A complete response lists each line of the data below that includes the word "anyhow".

> Dataset excerpts
Start of Block
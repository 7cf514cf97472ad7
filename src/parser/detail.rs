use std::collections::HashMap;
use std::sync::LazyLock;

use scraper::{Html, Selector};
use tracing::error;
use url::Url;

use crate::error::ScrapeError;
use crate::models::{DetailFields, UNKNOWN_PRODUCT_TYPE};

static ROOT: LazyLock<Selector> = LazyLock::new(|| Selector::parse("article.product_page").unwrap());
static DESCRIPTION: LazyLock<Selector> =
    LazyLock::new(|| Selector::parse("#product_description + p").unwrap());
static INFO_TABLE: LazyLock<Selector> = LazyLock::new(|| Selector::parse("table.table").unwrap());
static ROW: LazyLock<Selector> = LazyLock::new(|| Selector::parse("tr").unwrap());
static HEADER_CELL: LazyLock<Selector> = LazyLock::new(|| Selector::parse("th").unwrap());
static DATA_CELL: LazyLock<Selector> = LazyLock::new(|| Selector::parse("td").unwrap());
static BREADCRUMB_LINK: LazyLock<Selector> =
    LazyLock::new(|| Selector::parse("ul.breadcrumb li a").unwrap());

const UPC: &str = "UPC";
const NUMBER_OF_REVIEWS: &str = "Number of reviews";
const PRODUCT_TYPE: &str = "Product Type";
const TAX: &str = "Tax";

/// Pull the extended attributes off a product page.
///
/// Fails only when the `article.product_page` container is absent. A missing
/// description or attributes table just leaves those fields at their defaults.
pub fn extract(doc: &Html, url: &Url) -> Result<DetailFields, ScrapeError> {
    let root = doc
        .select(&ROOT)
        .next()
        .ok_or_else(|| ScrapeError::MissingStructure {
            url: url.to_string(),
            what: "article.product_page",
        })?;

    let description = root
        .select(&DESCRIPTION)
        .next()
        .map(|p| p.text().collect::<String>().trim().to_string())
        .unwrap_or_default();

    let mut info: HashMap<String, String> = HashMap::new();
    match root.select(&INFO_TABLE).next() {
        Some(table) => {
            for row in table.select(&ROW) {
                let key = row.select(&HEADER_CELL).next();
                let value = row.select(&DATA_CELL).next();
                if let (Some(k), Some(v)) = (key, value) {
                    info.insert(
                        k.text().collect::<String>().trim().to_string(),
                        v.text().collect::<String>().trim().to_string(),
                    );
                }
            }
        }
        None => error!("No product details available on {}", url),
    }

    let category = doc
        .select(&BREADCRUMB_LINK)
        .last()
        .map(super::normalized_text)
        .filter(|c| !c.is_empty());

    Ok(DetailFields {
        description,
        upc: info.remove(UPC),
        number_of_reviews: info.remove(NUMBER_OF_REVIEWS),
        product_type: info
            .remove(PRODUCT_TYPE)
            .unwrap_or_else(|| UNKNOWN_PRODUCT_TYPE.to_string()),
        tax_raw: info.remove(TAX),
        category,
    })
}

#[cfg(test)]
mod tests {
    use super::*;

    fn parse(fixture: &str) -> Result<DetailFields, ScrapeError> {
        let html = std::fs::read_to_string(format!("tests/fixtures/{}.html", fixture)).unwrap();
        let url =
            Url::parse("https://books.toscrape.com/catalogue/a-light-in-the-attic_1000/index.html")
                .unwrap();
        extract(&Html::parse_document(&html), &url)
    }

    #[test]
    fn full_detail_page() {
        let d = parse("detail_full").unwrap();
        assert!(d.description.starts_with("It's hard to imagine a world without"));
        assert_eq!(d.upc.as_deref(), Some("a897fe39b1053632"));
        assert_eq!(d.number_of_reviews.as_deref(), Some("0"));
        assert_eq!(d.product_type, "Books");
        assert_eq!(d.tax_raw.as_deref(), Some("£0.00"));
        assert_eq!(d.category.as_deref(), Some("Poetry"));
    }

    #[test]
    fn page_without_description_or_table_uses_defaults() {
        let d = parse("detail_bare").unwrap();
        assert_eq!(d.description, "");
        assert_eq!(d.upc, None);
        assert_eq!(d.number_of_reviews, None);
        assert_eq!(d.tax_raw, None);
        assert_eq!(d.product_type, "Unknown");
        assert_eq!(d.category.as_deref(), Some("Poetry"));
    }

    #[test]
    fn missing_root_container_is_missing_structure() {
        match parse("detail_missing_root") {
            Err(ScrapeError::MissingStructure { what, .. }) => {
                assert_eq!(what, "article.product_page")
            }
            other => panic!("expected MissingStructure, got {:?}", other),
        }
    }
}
End of Block
Start of Block
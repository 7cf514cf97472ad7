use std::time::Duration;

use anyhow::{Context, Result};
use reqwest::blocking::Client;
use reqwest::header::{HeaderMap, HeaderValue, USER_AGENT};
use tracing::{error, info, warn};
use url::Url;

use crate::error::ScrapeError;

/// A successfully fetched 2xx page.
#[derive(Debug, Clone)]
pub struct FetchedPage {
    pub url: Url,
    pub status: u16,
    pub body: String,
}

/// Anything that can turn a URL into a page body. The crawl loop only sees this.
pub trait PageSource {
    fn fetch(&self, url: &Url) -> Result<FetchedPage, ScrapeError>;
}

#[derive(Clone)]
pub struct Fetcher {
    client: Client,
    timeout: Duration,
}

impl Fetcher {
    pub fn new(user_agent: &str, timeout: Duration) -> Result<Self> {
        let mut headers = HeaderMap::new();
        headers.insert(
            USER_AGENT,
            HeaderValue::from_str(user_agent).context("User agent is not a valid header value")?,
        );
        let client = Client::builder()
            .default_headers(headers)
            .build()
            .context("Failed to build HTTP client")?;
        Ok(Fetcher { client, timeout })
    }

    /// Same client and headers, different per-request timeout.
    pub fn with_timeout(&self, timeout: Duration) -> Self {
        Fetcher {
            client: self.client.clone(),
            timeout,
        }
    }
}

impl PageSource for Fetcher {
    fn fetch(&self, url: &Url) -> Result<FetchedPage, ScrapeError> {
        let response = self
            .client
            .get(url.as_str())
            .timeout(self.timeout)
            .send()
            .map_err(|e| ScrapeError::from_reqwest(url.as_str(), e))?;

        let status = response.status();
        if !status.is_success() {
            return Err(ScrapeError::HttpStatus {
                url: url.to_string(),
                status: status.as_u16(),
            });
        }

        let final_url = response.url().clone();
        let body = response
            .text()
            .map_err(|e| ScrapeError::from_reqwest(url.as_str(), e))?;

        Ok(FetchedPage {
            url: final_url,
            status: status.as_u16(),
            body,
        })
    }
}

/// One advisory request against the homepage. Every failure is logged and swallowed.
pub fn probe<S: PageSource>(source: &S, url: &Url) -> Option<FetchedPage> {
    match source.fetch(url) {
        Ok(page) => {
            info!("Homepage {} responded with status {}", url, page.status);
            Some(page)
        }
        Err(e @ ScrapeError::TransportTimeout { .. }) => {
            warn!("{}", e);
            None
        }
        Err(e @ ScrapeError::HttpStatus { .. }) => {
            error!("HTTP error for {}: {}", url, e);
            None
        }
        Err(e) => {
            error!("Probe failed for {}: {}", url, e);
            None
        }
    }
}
End of Block
Start of Block
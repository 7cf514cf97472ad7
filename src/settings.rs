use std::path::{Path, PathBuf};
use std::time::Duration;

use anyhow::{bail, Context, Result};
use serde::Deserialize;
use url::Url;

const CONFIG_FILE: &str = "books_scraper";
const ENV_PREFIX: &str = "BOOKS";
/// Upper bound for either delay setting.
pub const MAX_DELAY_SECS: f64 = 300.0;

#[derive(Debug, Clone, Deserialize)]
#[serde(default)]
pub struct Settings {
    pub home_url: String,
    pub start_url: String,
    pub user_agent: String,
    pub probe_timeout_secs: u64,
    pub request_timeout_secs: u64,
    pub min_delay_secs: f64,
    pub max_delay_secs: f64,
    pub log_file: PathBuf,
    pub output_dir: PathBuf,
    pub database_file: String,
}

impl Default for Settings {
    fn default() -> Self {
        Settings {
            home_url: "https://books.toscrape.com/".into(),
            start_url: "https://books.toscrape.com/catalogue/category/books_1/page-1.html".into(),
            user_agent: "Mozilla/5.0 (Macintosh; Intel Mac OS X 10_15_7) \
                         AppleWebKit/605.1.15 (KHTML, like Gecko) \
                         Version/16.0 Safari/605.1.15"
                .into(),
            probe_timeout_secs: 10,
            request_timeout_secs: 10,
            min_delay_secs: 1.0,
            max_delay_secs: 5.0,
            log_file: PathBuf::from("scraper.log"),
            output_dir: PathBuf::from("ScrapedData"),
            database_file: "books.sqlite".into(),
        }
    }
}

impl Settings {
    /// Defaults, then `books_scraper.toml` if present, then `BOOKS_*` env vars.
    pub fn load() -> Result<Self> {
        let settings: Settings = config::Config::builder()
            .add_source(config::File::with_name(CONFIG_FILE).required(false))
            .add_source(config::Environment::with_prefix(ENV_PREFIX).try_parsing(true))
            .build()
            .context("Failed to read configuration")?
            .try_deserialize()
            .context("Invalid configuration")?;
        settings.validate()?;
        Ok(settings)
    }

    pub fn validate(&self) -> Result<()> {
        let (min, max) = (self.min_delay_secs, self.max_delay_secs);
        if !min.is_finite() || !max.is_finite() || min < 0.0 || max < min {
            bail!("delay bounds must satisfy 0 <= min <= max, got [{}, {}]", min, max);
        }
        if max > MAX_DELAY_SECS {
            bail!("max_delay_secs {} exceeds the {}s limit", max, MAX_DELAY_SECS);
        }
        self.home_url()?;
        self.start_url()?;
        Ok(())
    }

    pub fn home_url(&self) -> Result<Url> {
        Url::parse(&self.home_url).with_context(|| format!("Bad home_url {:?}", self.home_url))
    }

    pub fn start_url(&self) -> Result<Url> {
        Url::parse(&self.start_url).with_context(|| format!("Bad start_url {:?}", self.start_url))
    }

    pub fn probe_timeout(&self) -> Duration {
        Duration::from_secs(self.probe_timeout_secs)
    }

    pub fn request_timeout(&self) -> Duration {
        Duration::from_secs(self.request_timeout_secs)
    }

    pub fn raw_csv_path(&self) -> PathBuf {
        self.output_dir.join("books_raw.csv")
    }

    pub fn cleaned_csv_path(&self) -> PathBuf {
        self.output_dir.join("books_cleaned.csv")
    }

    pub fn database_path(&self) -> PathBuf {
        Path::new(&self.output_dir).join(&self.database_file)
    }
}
End of Block
> Task output
use anyhow::{Context, Result};
use anyhow::{bail, Context, Result};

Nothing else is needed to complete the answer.